> [THE DATA]
----------------

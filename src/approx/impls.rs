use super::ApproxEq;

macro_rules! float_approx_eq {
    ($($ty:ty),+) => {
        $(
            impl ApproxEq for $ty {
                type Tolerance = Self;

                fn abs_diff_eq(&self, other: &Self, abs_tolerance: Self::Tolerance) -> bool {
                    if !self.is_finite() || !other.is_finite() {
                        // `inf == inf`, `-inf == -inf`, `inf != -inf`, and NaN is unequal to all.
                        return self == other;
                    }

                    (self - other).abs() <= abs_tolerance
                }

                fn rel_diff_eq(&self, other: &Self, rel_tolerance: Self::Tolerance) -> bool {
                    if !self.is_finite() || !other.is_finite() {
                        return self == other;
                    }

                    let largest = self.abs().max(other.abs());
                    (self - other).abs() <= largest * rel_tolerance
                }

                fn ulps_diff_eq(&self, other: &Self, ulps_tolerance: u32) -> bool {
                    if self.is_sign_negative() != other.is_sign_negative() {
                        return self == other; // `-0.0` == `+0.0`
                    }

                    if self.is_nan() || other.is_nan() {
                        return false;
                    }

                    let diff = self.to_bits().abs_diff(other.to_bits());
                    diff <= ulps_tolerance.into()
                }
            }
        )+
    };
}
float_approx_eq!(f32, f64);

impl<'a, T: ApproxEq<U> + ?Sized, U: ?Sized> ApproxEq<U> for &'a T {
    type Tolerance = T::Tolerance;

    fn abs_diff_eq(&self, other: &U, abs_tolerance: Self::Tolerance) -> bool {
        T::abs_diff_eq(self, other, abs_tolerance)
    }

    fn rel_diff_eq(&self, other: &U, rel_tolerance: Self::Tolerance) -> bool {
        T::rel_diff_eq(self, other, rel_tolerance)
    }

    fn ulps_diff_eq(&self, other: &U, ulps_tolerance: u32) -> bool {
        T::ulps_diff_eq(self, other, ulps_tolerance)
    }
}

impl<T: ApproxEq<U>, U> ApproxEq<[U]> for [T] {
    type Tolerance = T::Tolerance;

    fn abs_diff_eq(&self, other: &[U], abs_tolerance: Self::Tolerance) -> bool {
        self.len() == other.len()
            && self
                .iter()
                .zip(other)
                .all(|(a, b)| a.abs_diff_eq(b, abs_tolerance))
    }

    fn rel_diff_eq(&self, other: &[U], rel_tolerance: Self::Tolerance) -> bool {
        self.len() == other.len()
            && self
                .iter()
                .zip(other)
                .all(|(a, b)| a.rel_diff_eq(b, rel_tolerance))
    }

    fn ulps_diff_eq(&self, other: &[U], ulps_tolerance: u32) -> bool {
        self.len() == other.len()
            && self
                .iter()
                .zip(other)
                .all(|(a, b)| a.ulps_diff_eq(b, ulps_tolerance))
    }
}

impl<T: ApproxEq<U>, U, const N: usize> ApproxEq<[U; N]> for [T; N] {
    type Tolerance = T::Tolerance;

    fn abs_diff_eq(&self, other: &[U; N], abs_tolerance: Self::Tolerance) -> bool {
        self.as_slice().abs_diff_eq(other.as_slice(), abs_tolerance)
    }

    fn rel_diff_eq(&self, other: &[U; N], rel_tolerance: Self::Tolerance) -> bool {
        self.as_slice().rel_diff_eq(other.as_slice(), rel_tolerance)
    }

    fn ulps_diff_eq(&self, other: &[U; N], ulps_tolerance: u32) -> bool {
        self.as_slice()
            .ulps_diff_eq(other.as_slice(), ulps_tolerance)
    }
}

----------------

> [EXERCISE DESCRIPTION] The whole of the data must be given back word for word.

> [RESPONSE AREA]
filename src/approx/impls.rs
use super::ApproxEq;

macro_rules! float_approx_eq {
    ($($ty:ty),+) => {
        $(
            impl ApproxEq for $ty {
                type Tolerance = Self;

                fn abs_diff_eq(&self, other: &Self, abs_tolerance: Self::Tolerance) -> bool {
                    if !self.is_finite() || !other.is_finite() {
                        // `inf == inf`, `-inf == -inf`, `inf != -inf`, and NaN is unequal to all.
                        return self == other;
                    }

                    (self - other).abs() <= abs_tolerance
                }

                fn rel_diff_eq(&self, other: &Self, rel_tolerance: Self::Tolerance) -> bool {
                    if !self.is_finite() || !other.is_finite() {
                        return self == other;
                    }

                    let largest = self.abs().max(other.abs());
                    (self - other).abs() <= largest * rel_tolerance
                }

                fn ulps_diff_eq(&self, other: &Self, ulps_tolerance: u32) -> bool {
                    if self.is_sign_negative() != other.is_sign_negative() {
                        return self == other; // `-0.0` == `+0.0`
                    }

                    if self.is_nan() || other.is_nan() {
                        return false;
                    }

                    let diff = self.to_bits().abs_diff(other.to_bits());
                    diff <= ulps_tolerance.into()
                }
            }
        )+
    };
}
float_approx_eq!(f32, f64);

impl<'a, T: ApproxEq<U> + ?Sized, U: ?Sized> ApproxEq<U> for &'a T {
    type Tolerance = T::Tolerance;

    fn abs_diff_eq(&self, other: &U, abs_tolerance: Self::Tolerance) -> bool {
        T::abs_diff_eq(self, other, abs_tolerance)
    }

    fn rel_diff_eq(&self, other: &U, rel_tolerance: Self::Tolerance) -> bool {
        T::rel_diff_eq(self, other, rel_tolerance)
    }

    fn ulps_diff_eq(&self, other: &U, ulps_tolerance: u32) -> bool {
        T::ulps_diff_eq(self, other, ulps_tolerance)
    }
}

impl<T: ApproxEq<U>, U> ApproxEq<[U]> for [T] {
    type Tolerance = T::Tolerance;

    fn abs_diff_eq(&self, other: &[U], abs_tolerance: Self::Tolerance) -> bool {
        self.len() == other.len()
            && self
                .iter()
                .zip(other)
                .all(|(a, b)| a.abs_diff_eq(b, abs_tolerance))
    }

    fn rel_diff_eq(&self, other: &[U], rel_tolerance: Self::Tolerance) -> bool {
        self.len() == other.len()
            && self
                .iter()
                .zip(other)
                .all(|(a, b)| a.rel_diff_eq(b, rel_tolerance))
    }

    fn ulps_diff_eq(&self, other: &[U], ulps_tolerance: u32) -> bool {
        self.len() == other.len()
            && self
                .iter()
                .zip(other)
                .all(|(a, b)| a.ulps_diff_eq(b, ulps_tolerance))
    }
}

impl<T: ApproxEq<U>, U, const N: usize> ApproxEq<[U; N]> for [T; N] {
    type Tolerance = T::Tolerance;

    fn abs_diff_eq(&self, other: &[U; N], abs_tolerance: Self::Tolerance) -> bool {
        self.as_slice().abs_diff_eq(other.as_slice(), abs_tolerance)
    }

    fn rel_diff_eq(&self, other: &[U; N], rel_tolerance: Self::Tolerance) -> bool {
        self.as_slice().rel_diff_eq(other.as_slice(), rel_tolerance)
    }

    fn ulps_diff_eq(&self, other: &[U; N], ulps_tolerance: u32) -> bool {
        self.as_slice()
            .ulps_diff_eq(other.as_slice(), ulps_tolerance)
    }
}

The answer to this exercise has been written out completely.